When Teresa graduated from Campbell High School, she had her sights set on becoming a pediatrician. While taking pre-med classes at the University of Hawai‘i at Mānoa, she went through the federal work-study program and got a job at Kapi‘olani Medical Center for Women & Children. It was a clerical job, but Teresa says the experience was invaluable.
“I absorbed everything that went on around me, how the doctors worked, how the system worked,” she says. “Of course, it’s minimum pay, but it was enough to pay for my school and I got the experience.”
And it was that experience that led Teresa to change her path to nursing.
“The doctors, they come, they say hi, they say bye, they do their thing and then they’re gone,” she says. “But nurses, they’re the ones with you, the ones who get to know you. And I wanted to do something that had more contact with the patients.”
Teresa transferred to Kapi‘olani Community College and enrolled in the two-year associate degree nursing program.
It was like boot camp, she says, and there were days when she would come home crying because she was so exhausted. The clinical work taught her about the challenges of the job. She learned how hard it could be to work with cancer patients; how nerve wracking it is to care for someone who has tubes draining their chest.

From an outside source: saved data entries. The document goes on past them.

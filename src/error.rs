use thiserror::Error;

/// Main error type for the lead pipeline
#[derive(Error, Debug)]
pub enum LeadflowError {
    // Configuration errors
    #[error("Configuration error: {0}")]
    Config(#[from] config::ConfigError),

    // Database errors
    #[error("Database error: {0}")]
    Database(#[from] sqlx::Error),

    #[error("Migration error: {0}")]
    Migration(#[from] sqlx::migrate::MigrateError),

    // Network errors
    #[error("HTTP request error: {0}")]
    Http(#[from] reqwest::Error),

    // Serialization errors
    #[error("JSON serialization error: {0}")]
    Json(#[from] serde_json::Error),

    // Request validation
    #[error("Validation failed: {0}")]
    Validation(String),

    #[error("Unauthorized: {0}")]
    Unauthorized(String),

    #[error("{entity} not found: {id}")]
    NotFound { entity: &'static str, id: String },

    // Uniqueness violations (email, external ids, deal upsert races)
    #[error("Conflict: {0}")]
    Conflict(String),

    // Inbound producer exceeded its request budget
    #[error("Rate limited: {0}")]
    RateLimited(String),

    // Scoring rule hit its per-day or per-lead cap; logged, never surfaced
    #[error("Rule rate limited: {rule} for lead {lead_id}")]
    RateLimitedRule { rule: String, lead_id: uuid::Uuid },

    // Store/queue/HTTP timeouts and transport failures
    #[error("Transient IO failure: {0}")]
    TransientIo(String),

    // External API returned a permanent error (4xx other than 429)
    #[error("Downstream rejected: {service} - {reason}")]
    DownstreamRejected { service: &'static str, reason: String },

    // Internal assertion failed (e.g. total != sum of categories)
    #[error("Invariant violation: {0}")]
    InvariantViolation(String),

    #[error("Queue closed: {0}")]
    QueueClosed(String),

    #[error("Job timed out after {elapsed_ms}ms")]
    JobTimeout { elapsed_ms: u64 },

    // IO errors
    #[error("IO error: {0}")]
    Io(#[from] std::io::Error),

    // Generic errors
    #[error("Internal error: {0}")]
    Internal(String),

    #[error("Operation cancelled")]
    Cancelled,

    #[error("{0}")]
    Other(#[from] anyhow::Error),
}

/// Result type alias for LeadflowError
pub type Result<T> = std::result::Result<T, LeadflowError>;

impl LeadflowError {
    /// Machine-readable error code carried in API bodies and job failures
    pub fn code(&self) -> &'static str {
        match self {
            Self::Validation(_) => "validation",
            Self::Unauthorized(_) => "unauthorized",
            Self::NotFound { .. } => "not_found",
            Self::Conflict(_) => "conflict",
            Self::RateLimited(_) => "rate_limited",
            Self::RateLimitedRule { .. } => "rate_limited_rule",
            Self::TransientIo(_) | Self::JobTimeout { .. } => "transient_io",
            Self::DownstreamRejected { .. } => "downstream_rejected",
            Self::InvariantViolation(_) => "invariant_violation",
            Self::Database(_) | Self::Migration(_) => "database",
            Self::Http(_) => "transient_io",
            Self::Json(_) => "validation",
            Self::Config(_) => "config",
            Self::QueueClosed(_) => "queue_closed",
            Self::Cancelled => "cancelled",
            _ => "internal",
        }
    }

    /// Whether a job failing with this error should be re-attempted.
    ///
    /// Conflicts are retried once by the caller that hit them; everything
    /// transient goes through the normal backoff schedule. Validation,
    /// auth, missing references and permanent downstream rejections are
    /// terminal.
    pub fn retryable(&self) -> bool {
        match self {
            Self::TransientIo(_)
            | Self::JobTimeout { .. }
            | Self::Http(_)
            | Self::Conflict(_)
            | Self::Cancelled => true,
            Self::Database(e) => !matches!(e, sqlx::Error::RowNotFound),
            Self::Validation(_)
            | Self::Unauthorized(_)
            | Self::NotFound { .. }
            | Self::RateLimitedRule { .. }
            | Self::DownstreamRejected { .. }
            | Self::InvariantViolation(_) => false,
            _ => false,
        }
    }

    /// True when a unique-constraint violation bubbled up from Postgres
    pub fn is_unique_violation(&self) -> bool {
        match self {
            Self::Database(sqlx::Error::Database(db)) => db.code().as_deref() == Some("23505"),
            Self::Conflict(_) => true,
            _ => false,
        }
    }
}

#[cfg(test)]
mod tests {
    use super::*;

    #[test]
    fn test_error_codes() {
        assert_eq!(LeadflowError::Validation("bad".into()).code(), "validation");
        assert_eq!(
            LeadflowError::Unauthorized("sig".into()).code(),
            "unauthorized"
        );
        assert_eq!(
            LeadflowError::NotFound {
                entity: "lead",
                id: "x".into()
            }
            .code(),
            "not_found"
        );
        assert_eq!(
            LeadflowError::InvariantViolation("total".into()).code(),
            "invariant_violation"
        );
    }

    #[test]
    fn test_retryability() {
        assert!(LeadflowError::TransientIo("timeout".into()).retryable());
        assert!(LeadflowError::Conflict("email".into()).retryable());
        assert!(!LeadflowError::Validation("shape".into()).retryable());
        assert!(!LeadflowError::DownstreamRejected {
            service: "moco",
            reason: "422".into()
        }
        .retryable());
        assert!(!LeadflowError::RateLimitedRule {
            rule: "pricing_page".into(),
            lead_id: uuid::Uuid::nil()
        }
        .retryable());
    }
}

These days Teresa is thankful she stuck it through those hard times and persevered with her dream. She graduated in 2001 and went to work in the postpartum ward at Moanalua. It’s her job to work with new mothers and their babies after the birth. She helps the mothers on the road to recovery and the family as it adjusts to the arrival of a new member, whether it’s learning how to breast-feed or change a diaper.

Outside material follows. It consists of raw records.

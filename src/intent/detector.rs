use std::sync::Arc;
use tracing::{debug, info};

use crate::domain::{Intent, IntentRule, IntentSummary, Lead, MarketingEvent, Organization};
use crate::error::Result;
use crate::rules::TtlCache;
use crate::store::PostgresStore;

/// Evidence floor; below this the confidence takes a penalty
const LOW_EVIDENCE_TOTAL: i64 = 30;

/// Derived intent classification for one lead
#[derive(Debug, Clone, PartialEq, Eq)]
pub struct IntentCalc {
    pub summary: IntentSummary,
    pub primary: Option<Intent>,
    pub primary_points: i64,
    pub secondary_points: i64,
    /// Calibrated 0-100 dominance score
    pub confidence: i32,
    pub conflict: bool,
    pub routable: bool,
}

/// Compute the confidence summary from accumulated signal points.
///
/// Ties on the argmax break lexicographically on the intent wire name,
/// which the BTreeMap iteration order provides.
pub fn compute_confidence(summary: &IntentSummary, margin: i64, gate: i32) -> IntentCalc {
    let total: i64 = summary.values().sum();

    let mut primary: Option<(&String, i64)> = None;
    let mut secondary_points = 0i64;
    for (intent, &points) in summary.iter() {
        match primary {
            Some((_, best)) if points > best => {
                secondary_points = best;
                primary = Some((intent, points));
            }
            Some((_, best)) => {
                if points > secondary_points && points <= best {
                    secondary_points = points;
                }
            }
            None => primary = Some((intent, points)),
        }
    }

    let (primary, primary_points) = match primary {
        Some((name, points)) if points > 0 => {
            (Intent::try_from(name.as_str()).ok(), points)
        }
        _ => (None, 0),
    };

    let mut confidence: i64 = if total <= 0 {
        0
    } else {
        ((primary_points as f64) * 100.0 / (total as f64)).round() as i64
    };

    if primary_points > 0 && primary_points - secondary_points >= margin {
        confidence = (confidence + 10).min(100);
    }
    if total < LOW_EVIDENCE_TOTAL {
        // May go negative mid-computation; clamped at emission
        confidence -= 20;
    }
    let confidence = confidence.clamp(0, 100) as i32;

    let conflict = secondary_points > 0 && (primary_points - secondary_points) < margin;
    let routable = confidence >= gate && !conflict && primary.is_some();

    IntentCalc {
        summary: summary.clone(),
        primary,
        primary_points,
        secondary_points,
        confidence,
        conflict,
        routable,
    }
}

/// Result of running the intent rules for one event
#[derive(Debug, Clone)]
pub struct IntentOutcome {
    pub signals_added: usize,
    pub calc: IntentCalc,
}

/// Applies intent rules to events and maintains the signal ledger plus
/// the denormalized lead intent fields.
pub struct IntentDetector {
    store: Arc<PostgresStore>,
    cache: TtlCache<Vec<IntentRule>>,
    margin: i64,
    gate: i32,
}

impl IntentDetector {
    pub fn new(
        store: Arc<PostgresStore>,
        cache_ttl: std::time::Duration,
        margin: i64,
        gate: i32,
    ) -> Self {
        Self {
            store,
            cache: TtlCache::new(cache_ttl),
            margin,
            gate,
        }
    }

    async fn rules(&self) -> Result<Arc<Vec<IntentRule>>> {
        let store = self.store.clone();
        self.cache
            .get_with(|| async move { store.list_active_intent_rules().await })
            .await
    }

    pub async fn invalidate_rules(&self) {
        self.cache.invalidate().await;
    }

    /// Evaluate every intent rule against the event; new matches append
    /// monotonic signal rows (once per lead and rule), then the summary
    /// and confidence are recomputed and persisted on the lead.
    pub async fn process_event(
        &self,
        event: &MarketingEvent,
        lead: &Lead,
        organization: Option<&Organization>,
    ) -> Result<IntentOutcome> {
        let rules = self.rules().await?;
        let mut signals_added = 0usize;

        for rule in rules.iter().filter(|r| r.is_active) {
            if !rule.trigger.matches_event(event, lead, organization) {
                continue;
            }
            if self.store.intent_signal_exists(lead.id, rule.id).await? {
                continue;
            }
            self.store
                .insert_intent_signal(
                    lead.id,
                    rule.intent,
                    rule.id,
                    rule.confidence_points,
                    rule.trigger.trigger_type(),
                    Some(event.id),
                )
                .await?;
            signals_added += 1;
            debug!(
                lead = %lead.id,
                intent = rule.intent.as_str(),
                points = rule.confidence_points,
                "intent signal recorded"
            );
        }

        let summary = self.store.intent_summary(lead.id).await?;
        let calc = compute_confidence(&summary, self.margin, self.gate);

        self.store
            .update_lead_intent(lead.id, calc.primary, calc.confidence, &calc.summary)
            .await?;

        if signals_added > 0 {
            info!(
                lead = %lead.id,
                primary = calc.primary.map(|i| i.as_str()).unwrap_or("none"),
                confidence = calc.confidence,
                conflict = calc.conflict,
                "intent summary updated"
            );
        }

        Ok(IntentOutcome {
            signals_added,
            calc,
        })
    }

    /// Recompute from the ledger without processing an event (router path)
    pub async fn recompute_lead(&self, lead_id: uuid::Uuid) -> Result<IntentCalc> {
        let summary = self.store.intent_summary(lead_id).await?;
        let calc = compute_confidence(&summary, self.margin, self.gate);
        self.store
            .update_lead_intent(lead_id, calc.primary, calc.confidence, &calc.summary)
            .await?;
        Ok(calc)
    }
}

#[cfg(test)]
mod tests {
    use super::*;

    fn summary(entries: &[(&str, i64)]) -> IntentSummary {
        entries
            .iter()
            .map(|(k, v)| (k.to_string(), *v))
            .collect()
    }

    #[test]
    fn test_empty_summary_is_unroutable() {
        let calc = compute_confidence(&IntentSummary::new(), 15, 60);
        assert_eq!(calc.primary, None);
        assert_eq!(calc.confidence, 0);
        assert!(!calc.routable);
        assert!(!calc.conflict);
    }

    #[test]
    fn test_single_intent_dominates() {
        // research 65, no other evidence: 100% + dominance bonus capped
        let calc = compute_confidence(&summary(&[("research", 65)]), 15, 60);
        assert_eq!(calc.primary, Some(Intent::Research));
        assert_eq!(calc.confidence, 100);
        assert!(calc.routable);
        assert!(!calc.conflict);
    }

    #[test]
    fn test_conflict_within_margin() {
        // co_creation 40 vs research 30: diff 10 < 15
        let calc = compute_confidence(
            &summary(&[("co_creation", 40), ("research", 30), ("b2b", 25)]),
            15,
            60,
        );
        assert_eq!(calc.primary, Some(Intent::CoCreation));
        assert!(calc.conflict);
        assert!(!calc.routable);
        // round(40 * 100 / 95) = 42, no bonus, no penalty
        assert_eq!(calc.confidence, 42);
    }

    #[test]
    fn test_margin_exactly_at_boundary() {
        // diff exactly 15: dominance bonus applies, no conflict
        let calc = compute_confidence(&summary(&[("b2b", 45), ("research", 30)]), 15, 60);
        assert!(!calc.conflict);
        // round(45 * 100 / 75) = 60, +10 = 70
        assert_eq!(calc.confidence, 70);
        assert!(calc.routable);
    }

    #[test]
    fn test_confidence_exactly_at_gate() {
        // Construct confidence == 60 precisely: b2b 60 of total 100, secondary 40
        let calc = compute_confidence(&summary(&[("b2b", 60), ("research", 40)]), 15, 60);
        assert_eq!(calc.confidence, 70); // diff 20 >= 15 gives +10
        assert!(calc.routable);

        // Remove the bonus: diff below margin makes it a conflict instead
        let calc = compute_confidence(&summary(&[("b2b", 60), ("research", 50)]), 15, 60);
        assert!(calc.conflict);
        assert!(!calc.routable);
    }

    #[test]
    fn test_confidence_sixty_is_routable() {
        // research 50 of total 100, secondary 35: diff 15 gives the bonus,
        // round(50) + 10 lands exactly on the gate
        let calc = compute_confidence(
            &summary(&[("research", 50), ("b2b", 35), ("co_creation", 15)]),
            15,
            60,
        );
        assert_eq!(calc.confidence, 60);
        assert!(!calc.conflict);
        assert!(calc.routable);
    }

    #[test]
    fn test_low_evidence_penalty() {
        // b2b 25 alone: total 25 < 30 → round(100) + 10 capped, then -20
        let calc = compute_confidence(&summary(&[("b2b", 25)]), 15, 60);
        assert_eq!(calc.confidence, 80);
        assert!(calc.routable);

        // Tiny evidence with competition goes to zero, never negative
        let calc = compute_confidence(&summary(&[("b2b", 5), ("research", 4)]), 15, 60);
        assert_eq!(calc.primary, Some(Intent::B2b));
        // round(5 * 100 / 9) = 56, no bonus (diff 1), -20 = 36
        assert_eq!(calc.confidence, 36);
        assert!(calc.conflict);
    }

    #[test]
    fn test_negative_intermediate_clamps_to_zero() {
        // Equal small split: round(50) - 20 penalty, conflict anyway
        let calc = compute_confidence(&summary(&[("b2b", 3), ("research", 3)]), 15, 60);
        assert!(calc.confidence <= 30);
        assert!(calc.conflict);

        // Zero-sum edge
        let calc = compute_confidence(&summary(&[("b2b", 0)]), 15, 60);
        assert_eq!(calc.confidence, 0);
        assert_eq!(calc.primary, None);
    }

    #[test]
    fn test_lexicographic_tiebreak() {
        // b2b and research tied: "b2b" < "research" lexicographically
        let calc = compute_confidence(&summary(&[("research", 30), ("b2b", 30)]), 15, 60);
        assert_eq!(calc.primary, Some(Intent::B2b));
        assert_eq!(calc.secondary_points, 30);
        assert!(calc.conflict);
    }

    #[test]
    fn test_monotonic_append_never_decreases() {
        let base = summary(&[("research", 30), ("b2b", 20)]);
        let grown = summary(&[("research", 50), ("b2b", 20)]);
        let before = compute_confidence(&base, 15, 60);
        let after = compute_confidence(&grown, 15, 60);
        for (intent, points) in before.summary.iter() {
            assert!(after.summary.get(intent).copied().unwrap_or(0) >= *points);
        }
    }
}
//! Automation engine: rule triggers evaluated on the event path plus the
//! daily time-in-stage sweep, executing a bounded set of actions.

mod engine;
mod template;

pub use engine::{AutomationEngine, AutomationOutcome, EventSnapshot};
pub use template::interpolate;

“I love this part of the life cycle,” she says. “I love the miracle of birth, and I love helping the moms bond with their babies.”
Teresa finds the close contact with her patients one of the most rewarding parts of her job; she often receives thank you notes and birth announcements and even first-birthday invitations.
On the flip side, it can be difficult when a baby is born to a mother who perhaps is not ready for a child and then you have to avoid being judgmental, she says. And there are those times—thankfully rare—when a baby dies during delivery. A handful of times in her eight-year career Teresa has had to bring a baby’s body from the morgue so the parents could say goodbye.
“You’re there to help these grieving parents and you’re trying to hold your own emotions in,” Teresa says. “That is the hardest part of the job.” This is not a job to do just for the pay, she cautions. “You have to be nurturing and loving and understanding and patient, because you’re there for the patient.”